Over forty, it is the clever tongue which wins; under it, the pretty face." "Ah, you rascal! Then you have made up your mind that five-and-forty years with tact will hold the field against nine-and-thirty with beauty.
Well, when your lady has won, she will doubtless remember who were the first to pay court to her." "But I think that you are wrong, Racine." "Well, we shall see." "And if you are wrong--" "Well, what then ?" "Then it may be a little serious for you." "And why ?" "The Marquise de Montespan has a memory." "Her influence may soon be nothing more." "Do not rely too much upon it, my friend.

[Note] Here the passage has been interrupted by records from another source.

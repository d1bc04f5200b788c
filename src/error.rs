use std::fmt;

use thiserror::Error;

/// A segment mode indicator this decoder does not handle.
#[derive(Debug, Clone, Copy, PartialEq, Eq)]
pub enum SegmentMode {
    Eci,
    StructuredAppend,
    Fnc1,
    Kanji,
    Other(u8)
}

impl fmt::Display for SegmentMode {
    fn fmt(&self, f: &mut fmt::Formatter) -> fmt::Result {
        match *self {
            SegmentMode::Eci => write!(f, "ECI mode not supported"),
            SegmentMode::StructuredAppend => write!(f, "Structured Append mode not supported"),
            SegmentMode::Fnc1 => write!(f, "FNC1 mode not supported"),
            SegmentMode::Kanji => write!(f, "Kanji mode not supported"),
            SegmentMode::Other(m) => write!(f, "unsupported mode indicator 0x{:x}", m)
        }
    }
}

/// The error type for every way a decode attempt can fail.
///
/// Failures up to and including codeword extraction make the top-level
/// loop retry with the next finder triplet; failures in the bitstream
/// walk are final. See `decode_qr_code`.
#[derive(Debug, Clone, PartialEq, Eq, Error)]
pub enum DecodeError {
    #[error("no position detection patterns found")]
    NoFindersFound,

    #[error("only {0} position detection patterns found")]
    TooFewFinders(usize),

    #[error("no valid finder pattern found")]
    NoFinderTriplet,

    #[error("data corruption in version information")]
    VersionCorrupt,

    #[error("unsupported QR code version {0}")]
    VersionOutOfRange(i32),

    #[error("data corruption in format bits")]
    FormatCorrupt,

    #[error("module sample outside the image")]
    SampleOutOfImage,

    #[error("unexpected end of bitstream")]
    BitstreamUnderflow,

    #[error("invalid numeric data")]
    InvalidNumeric,

    #[error("invalid alphanumeric data")]
    InvalidAlphanumeric,

    #[error("{0}")]
    UnsupportedMode(SegmentMode),
}
/// Decoding of the mode-segmented bitstream carried in the data
/// codewords.

use std::io::Cursor;

use bitstream_io::{BigEndian, BitRead, BitReader};

use crate::error::{DecodeError, SegmentMode};

type QrBitReader<'a> = BitReader<Cursor<&'a [u8]>, BigEndian>;

// character codes of the alphanumeric mode, index = character value
const ALPHANUM_TABLE: &[u8; 45] = b"0123456789ABCDEFGHIJKLMNOPQRSTUVWXYZ $%*+-./:";

/// Number of bits in the character count field for the given mode
/// indicator (numeric, alphanumeric or byte) and symbol version.
pub fn char_count_bits(mode: u32, version: u8) -> u32 {
    if version <= 9 {
        match mode {
            1 => 10,
            2 => 9,
            _ => 8
        }
    } else if version <= 26 {
        match mode {
            1 => 12,
            2 => 11,
            _ => 16
        }
    } else /* version >= 27 && version <= 40 */ {
        match mode {
            1 => 14,
            2 => 13,
            _ => 16
        }
    }
}

/// Bit-level cursor over the data codewords that keeps count of what is
/// left, so reads past the end turn into decode errors.
struct BitCursor<'a> {
    reader: QrBitReader<'a>,
    remaining: u64,
}

impl<'a> BitCursor<'a> {
    fn new(data: &'a [u8]) -> BitCursor<'a> {
        BitCursor {
            reader: BitReader::endian(Cursor::new(data), BigEndian),
            remaining: 8 * data.len() as u64,
        }
    }

    fn take(&mut self, num_bits: u32) -> Result<u32, DecodeError> {
        if self.remaining < num_bits as u64 {
            return Err(DecodeError::BitstreamUnderflow);
        }
        self.remaining -= num_bits as u64;
        self.reader
            .read::<u32>(num_bits)
            .map_err(|_| DecodeError::BitstreamUnderflow)
    }
}

fn decode_numeric_segment(
    stream: &mut BitCursor,
    nchar: u32,
    out: &mut Vec<u8>,
) -> Result<(), DecodeError> {
    // groups of three digits are packed into 10 bits, a trailing pair
    // into 7 and a trailing single digit into 4
    let mut ndone = 0;
    while ndone < nchar {
        let k = (nchar - ndone).min(3);
        let mut value = stream.take(3 * k + 1)?;
        let start = out.len();
        out.resize(start + k as usize, 0);
        if k > 2 {
            out[start + 2] = 0x30 + (value % 10) as u8;
            value /= 10;
        }
        if k > 1 {
            out[start + 1] = 0x30 + (value % 10) as u8;
            value /= 10;
        }
        if value > 9 {
            return Err(DecodeError::InvalidNumeric);
        }
        out[start] = 0x30 + value as u8;
        ndone += k;
    }
    Ok(())
}

fn decode_alphanumeric_segment(
    stream: &mut BitCursor,
    nchar: u32,
    out: &mut Vec<u8>,
) -> Result<(), DecodeError> {
    // pairs of characters are packed base-45 into 11 bits, a trailing
    // single character into 6
    let mut ndone = 0;
    while ndone < nchar {
        let k = (nchar - ndone).min(2);
        let mut value = stream.take(5 * k + 1)?;
        let start = out.len();
        out.resize(start + k as usize, 0);
        if k > 1 {
            out[start + 1] = ALPHANUM_TABLE[(value % 45) as usize];
            value /= 45;
        }
        if value > 44 {
            return Err(DecodeError::InvalidAlphanumeric);
        }
        out[start] = ALPHANUM_TABLE[value as usize];
        ndone += k;
    }
    Ok(())
}

fn decode_byte_segment(
    stream: &mut BitCursor,
    nchar: u32,
    out: &mut Vec<u8>,
) -> Result<(), DecodeError> {
    for _ in 0..nchar {
        out.push(stream.take(8)? as u8);
    }
    Ok(())
}

/// Walk the bitstream segment by segment and collect the payload bytes.
///
/// Decoding stops at a terminator marker or when fewer than four bits
/// remain, which acts as an implicit terminator at the very end of the
/// stream.
pub fn decode_bitstream(data: &[u8], version: u8) -> Result<Vec<u8>, DecodeError> {
    let mut stream = BitCursor::new(data);
    let mut decoded = Vec::new();

    while stream.remaining >= 4 {
        let mode = stream.take(4)?;
        match mode {
            0 => break,     // terminator
            1 | 2 | 4 => {
                let nchar = stream.take(char_count_bits(mode, version))?;
                match mode {
                    1 => decode_numeric_segment(&mut stream, nchar, &mut decoded)?,
                    2 => decode_alphanumeric_segment(&mut stream, nchar, &mut decoded)?,
                    _ => decode_byte_segment(&mut stream, nchar, &mut decoded)?,
                }
            }
            7 => return Err(DecodeError::UnsupportedMode(SegmentMode::Eci)),
            3 => return Err(DecodeError::UnsupportedMode(SegmentMode::StructuredAppend)),
            5 | 9 => return Err(DecodeError::UnsupportedMode(SegmentMode::Fnc1)),
            8 => return Err(DecodeError::UnsupportedMode(SegmentMode::Kanji)),
            m => return Err(DecodeError::UnsupportedMode(SegmentMode::Other(m as u8))),
        }
    }

    Ok(decoded)
}
/// Diagnostic dumps for chasing decode failures, switched on with the
/// QR_READ_DEBUG environment variable in debug builds.

use crate::binarize::BitMatrix;
use crate::finder::FinderTriplet;

pub(crate) fn debug_enabled() -> bool {
    std::env::var_os("QR_READ_DEBUG").is_some()
}

/// Print the sampled module matrix to stderr, dark modules as 'X'.
pub(crate) fn dump_matrix(matrix: &BitMatrix) {
    for y in 0..matrix.height() {
        let mut line = String::with_capacity(2 * matrix.width());
        for x in 0..matrix.width() {
            line.push(if matrix.get(x, y) != 0 { 'X' } else { '.' });
            line.push(' ');
        }
        eprintln!("  {}", line);
    }
}

pub(crate) fn dump_triplet(triplet: &FinderTriplet) {
    eprintln!(
        "triplet: est={:.2} ul=({:.1},{:.1}) ur=({:.1},{:.1}) dl=({:.1},{:.1})",
        triplet.version_estimate,
        triplet.ul.cx, triplet.ul.cy,
        triplet.ur.cx, triplet.ur.cy,
        triplet.dl.cx, triplet.dl.cy,
    );
}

When the Fontanges came up from Provence, with her blue eyes and her copper hair, it was in every man's mouth that Montespan had had her day.

Yet Fontanges is six feet under a church crypt, and the marquise spent two hours with the king last week.

She has won once, and may again." "Ah, but this is a very different rival.

This is no slip of a country girl, but the cleverest woman in France." "Pshaw, Racine, you know our good master well, or you should, for you seem to have been at his elbow since the days of the Fronde.